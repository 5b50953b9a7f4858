//! In-memory view of the task queue.
//!
//! The queue is loaded from and saved back to `state/tasks.json` by the
//! orchestrator around each iteration; this module only manipulates the
//! list.

use chrono::{DateTime, Utc};
use serde_json::Value;

use crate::error::{BizloopError, Result};
use crate::iteration::Mode;
use crate::models::{IdeaRecord, Meta, Task, TaskStatus, TaskType};

/// Id of the task seeded into an empty queue.
pub const SEED_TASK_ID: &str = "planner-initialize";

/// Priority of the seed task.
pub const SEED_PRIORITY: i64 = 100;

/// Shake-up priority when no novelty score is available.
pub const DEFAULT_SHAKE_UP_PRIORITY: i64 = 50;

/// Recent summaries attached to a shake-up task.
pub const SHAKE_UP_SUMMARY_COUNT: usize = 3;

/// Ordered collection of tasks.
#[derive(Debug, Clone, Default, PartialEq)]
pub struct TaskQueue {
    tasks: Vec<Task>,
}

impl TaskQueue {
    /// Wrap a loaded task list.
    #[must_use]
    pub fn new(tasks: Vec<Task>) -> Self {
        Self { tasks }
    }

    /// All tasks in file order.
    #[must_use]
    pub fn tasks(&self) -> &[Task] {
        &self.tasks
    }

    /// Consume the queue, returning the task list for saving.
    #[must_use]
    pub fn into_tasks(self) -> Vec<Task> {
        self.tasks
    }

    /// Total number of tasks.
    #[must_use]
    pub fn len(&self) -> usize {
        self.tasks.len()
    }

    /// Whether the queue holds no tasks at all.
    #[must_use]
    pub fn is_empty(&self) -> bool {
        self.tasks.is_empty()
    }

    /// Number of tasks ready to run.
    #[must_use]
    pub fn ready_count(&self) -> usize {
        self.tasks.iter().filter(|t| t.is_ready()).count()
    }

    /// Add the planner seed task if the queue is empty.
    ///
    /// Returns true if a task was added.
    pub fn seed_if_empty(&mut self) -> bool {
        if !self.tasks.is_empty() {
            return false;
        }
        self.tasks.push(
            Task::new(SEED_TASK_ID, TaskType::Plan, SEED_PRIORITY)
                .with_note("Initialize task queue based on project config"),
        );
        true
    }

    /// Append a task.
    ///
    /// Ids are unique within the queue: a task whose id is already present
    /// is not added and false is returned.
    pub fn push(&mut self, task: Task) -> bool {
        if self.get(&task.id).is_some() {
            return false;
        }
        self.tasks.push(task);
        true
    }

    /// `base` if no task uses it yet, otherwise `base-2`, `base-3`, ...
    #[must_use]
    pub fn unique_id(&self, base: &str) -> String {
        if self.get(base).is_none() {
            return base.to_string();
        }
        (2..)
            .map(|n| format!("{base}-{n}"))
            .find(|id| self.get(id).is_none())
            .unwrap_or_else(|| base.to_string())
    }

    /// Highest-priority ready task; the earliest one wins ties.
    #[must_use]
    pub fn next_ready(&self) -> Option<&Task> {
        Self::best(self.tasks.iter().filter(|t| t.is_ready()))
    }

    /// Highest-priority ready task for `mode`, falling back to any ready
    /// task when none matches.
    #[must_use]
    pub fn next_ready_for(&self, mode: Mode) -> Option<&Task> {
        Self::best(
            self.tasks
                .iter()
                .filter(|t| t.is_ready() && t.task_type.mode() == mode),
        )
        .or_else(|| self.next_ready())
    }

    /// Whether a ready task of the given type is queued.
    #[must_use]
    pub fn contains_ready(&self, task_type: TaskType) -> bool {
        self.tasks
            .iter()
            .any(|t| t.is_ready() && t.task_type == task_type)
    }

    /// Look up a task by id.
    #[must_use]
    pub fn get(&self, id: &str) -> Option<&Task> {
        self.tasks.iter().find(|t| t.id == id)
    }

    /// Mark a task done, recording when it ran.
    pub fn mark_done(&mut self, id: &str, now: DateTime<Utc>) -> Result<&mut Task> {
        self.set_status(id, TaskStatus::Done, now)
    }

    /// Mark a task failed, recording when it ran.
    pub fn mark_failed(&mut self, id: &str, now: DateTime<Utc>) -> Result<&mut Task> {
        self.set_status(id, TaskStatus::Failed, now)
    }

    fn set_status(
        &mut self,
        id: &str,
        status: TaskStatus,
        now: DateTime<Utc>,
    ) -> Result<&mut Task> {
        // a ready task wins over older entries that share its id
        let index = self
            .tasks
            .iter()
            .position(|t| t.id == id && t.is_ready())
            .or_else(|| self.tasks.iter().position(|t| t.id == id))
            .ok_or_else(|| BizloopError::UnknownTask { id: id.to_string() })?;
        let task = &mut self.tasks[index];
        task.status = status;
        task.last_run_at = Some(now);
        Ok(task)
    }

    fn best<'a>(tasks: impl Iterator<Item = &'a Task>) -> Option<&'a Task> {
        // max_by_key keeps the last maximum, so compare manually to keep the first
        tasks.fold(None::<&'a Task>, |best, task| match best {
            Some(b) if b.priority >= task.priority => Some(b),
            _ => Some(task),
        })
    }
}

/// Build the corrective task issued when the loop has stalled.
///
/// Targets `idea` when known, otherwise the project as a whole. Priority
/// follows the idea's novelty so more novel ideas get shaken sooner.
#[must_use]
pub fn shake_up_task(
    idea: Option<&IdeaRecord>,
    recent_summaries: &[String],
    now: DateTime<Utc>,
) -> Task {
    let stamp = now.format("%H%M%S");
    let skip = recent_summaries.len().saturating_sub(SHAKE_UP_SUMMARY_COUNT);
    let recent: Vec<Value> = recent_summaries[skip..]
        .iter()
        .map(|s| Value::String(s.clone()))
        .collect();

    let mut meta = Meta::new();
    meta.insert(
        "note".to_string(),
        Value::String("Idea updates appear stalled; force different directions".to_string()),
    );
    meta.insert("recent_summaries".to_string(), Value::Array(recent));

    let (id, priority, related) = match idea {
        Some(idea) => {
            meta.insert("idea_id".to_string(), Value::String(idea.id.clone()));
            let priority = if idea.novelty_score > 0.0 {
                (idea.novelty_score * 100.0).round() as i64
            } else {
                DEFAULT_SHAKE_UP_PRIORITY
            };
            (
                format!("shake-{}-{}", idea.id, stamp),
                priority,
                vec![idea.id.clone()],
            )
        }
        None => (
            format!("shake-project-{}", stamp),
            DEFAULT_SHAKE_UP_PRIORITY,
            Vec::new(),
        ),
    };

    Task {
        id,
        task_type: TaskType::ShakeUpIdea,
        priority,
        related_idea_ids: related,
        status: TaskStatus::Ready,
        created_at: now,
        last_run_at: None,
        meta: Some(meta),
    }
}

About this exercise: Copy all the records exactly so that no character differs from the source.

Answer area:
repository 5b50953b9a7f4858
//! In-memory view of the task queue.
//!
//! The queue is loaded from and saved back to `state/tasks.json` by the
//! orchestrator around each iteration; this module only manipulates the
//! list.

use chrono::{DateTime, Utc};
use serde_json::Value;

use crate::error::{BizloopError, Result};
use crate::iteration::Mode;
use crate::models::{IdeaRecord, Meta, Task, TaskStatus, TaskType};

/// Id of the task seeded into an empty queue.
pub const SEED_TASK_ID: &str = "planner-initialize";

/// Priority of the seed task.
pub const SEED_PRIORITY: i64 = 100;

/// Shake-up priority when no novelty score is available.
pub const DEFAULT_SHAKE_UP_PRIORITY: i64 = 50;

/// Recent summaries attached to a shake-up task.
pub const SHAKE_UP_SUMMARY_COUNT: usize = 3;

/// Ordered collection of tasks.
#[derive(Debug, Clone, Default, PartialEq)]
pub struct TaskQueue {
    tasks: Vec<Task>,
}

impl TaskQueue {
    /// Wrap a loaded task list.
    #[must_use]
    pub fn new(tasks: Vec<Task>) -> Self {
        Self { tasks }
    }

    /// All tasks in file order.
    #[must_use]
    pub fn tasks(&self) -> &[Task] {
        &self.tasks
    }

    /// Consume the queue, returning the task list for saving.
    #[must_use]
    pub fn into_tasks(self) -> Vec<Task> {
        self.tasks
    }

    /// Total number of tasks.
    #[must_use]
    pub fn len(&self) -> usize {
        self.tasks.len()
    }

    /// Whether the queue holds no tasks at all.
    #[must_use]
    pub fn is_empty(&self) -> bool {
        self.tasks.is_empty()
    }

    /// Number of tasks ready to run.
    #[must_use]
    pub fn ready_count(&self) -> usize {
        self.tasks.iter().filter(|t| t.is_ready()).count()
    }

    /// Add the planner seed task if the queue is empty.
    ///
    /// Returns true if a task was added.
    pub fn seed_if_empty(&mut self) -> bool {
        if !self.tasks.is_empty() {
            return false;
        }
        self.tasks.push(
            Task::new(SEED_TASK_ID, TaskType::Plan, SEED_PRIORITY)
                .with_note("Initialize task queue based on project config"),
        );
        true
    }

    /// Append a task.
    ///
    /// Ids are unique within the queue: a task whose id is already present
    /// is not added and false is returned.
    pub fn push(&mut self, task: Task) -> bool {
        if self.get(&task.id).is_some() {
            return false;
        }
        self.tasks.push(task);
        true
    }

    /// `base` if no task uses it yet, otherwise `base-2`, `base-3`, ...
    #[must_use]
    pub fn unique_id(&self, base: &str) -> String {
        if self.get(base).is_none() {
            return base.to_string();
        }
        (2..)
            .map(|n| format!("{base}-{n}"))
            .find(|id| self.get(id).is_none())
            .unwrap_or_else(|| base.to_string())
    }

    /// Highest-priority ready task; the earliest one wins ties.
    #[must_use]
    pub fn next_ready(&self) -> Option<&Task> {
        Self::best(self.tasks.iter().filter(|t| t.is_ready()))
    }

    /// Highest-priority ready task for `mode`, falling back to any ready
    /// task when none matches.
    #[must_use]
    pub fn next_ready_for(&self, mode: Mode) -> Option<&Task> {
        Self::best(
            self.tasks
                .iter()
                .filter(|t| t.is_ready() && t.task_type.mode() == mode),
        )
        .or_else(|| self.next_ready())
    }

    /// Whether a ready task of the given type is queued.
    #[must_use]
    pub fn contains_ready(&self, task_type: TaskType) -> bool {
        self.tasks
            .iter()
            .any(|t| t.is_ready() && t.task_type == task_type)
    }

    /// Look up a task by id.
    #[must_use]
    pub fn get(&self, id: &str) -> Option<&Task> {
        self.tasks.iter().find(|t| t.id == id)
    }

    /// Mark a task done, recording when it ran.
    pub fn mark_done(&mut self, id: &str, now: DateTime<Utc>) -> Result<&mut Task> {
        self.set_status(id, TaskStatus::Done, now)
    }

    /// Mark a task failed, recording when it ran.
    pub fn mark_failed(&mut self, id: &str, now: DateTime<Utc>) -> Result<&mut Task> {
        self.set_status(id, TaskStatus::Failed, now)
    }

    fn set_status(
        &mut self,
        id: &str,
        status: TaskStatus,
        now: DateTime<Utc>,
    ) -> Result<&mut Task> {
        // a ready task wins over older entries that share its id
        let index = self
            .tasks
            .iter()
            .position(|t| t.id == id && t.is_ready())
            .or_else(|| self.tasks.iter().position(|t| t.id == id))
            .ok_or_else(|| BizloopError::UnknownTask { id: id.to_string() })?;
        let task = &mut self.tasks[index];
        task.status = status;
        task.last_run_at = Some(now);
        Ok(task)
    }

    fn best<'a>(tasks: impl Iterator<Item = &'a Task>) -> Option<&'a Task> {
        // max_by_key keeps the last maximum, so compare manually to keep the first
        tasks.fold(None::<&'a Task>, |best, task| match best {
            Some(b) if b.priority >= task.priority => Some(b),
            _ => Some(task),
        })
    }
}

/// Build the corrective task issued when the loop has stalled.
///
/// Targets `idea` when known, otherwise the project as a whole. Priority
/// follows the idea's novelty so more novel ideas get shaken sooner.
#[must_use]
pub fn shake_up_task(
    idea: Option<&IdeaRecord>,
    recent_summaries: &[String],
    now: DateTime<Utc>,
) -> Task {
    let stamp = now.format("%H%M%S");
    let skip = recent_summaries.len().saturating_sub(SHAKE_UP_SUMMARY_COUNT);
    let recent: Vec<Value> = recent_summaries[skip..]
        .iter()
        .map(|s| Value::String(s.clone()))
        .collect();

    let mut meta = Meta::new();
    meta.insert(
        "note".to_string(),
        Value::String("Idea updates appear stalled; force different directions".to_string()),
    );
    meta.insert("recent_summaries".to_string(), Value::Array(recent));

    let (id, priority, related) = match idea {
        Some(idea) => {
            meta.insert("idea_id".to_string(), Value::String(idea.id.clone()));
            let priority = if idea.novelty_score > 0.0 {
                (idea.novelty_score * 100.0).round() as i64
            } else {
                DEFAULT_SHAKE_UP_PRIORITY
            };
            (
                format!("shake-{}-{}", idea.id, stamp),
                priority,
                vec![idea.id.clone()],
            )
        }
        None => (
            format!("shake-project-{}", stamp),
            DEFAULT_SHAKE_UP_PRIORITY,
            Vec::new(),
        ),
    };

    Task {
        id,
        task_type: TaskType::ShakeUpIdea,
        priority,
        related_idea_ids: related,
        status: TaskStatus::Ready,
        created_at: now,
        last_run_at: None,
        meta: Some(meta),
    }
}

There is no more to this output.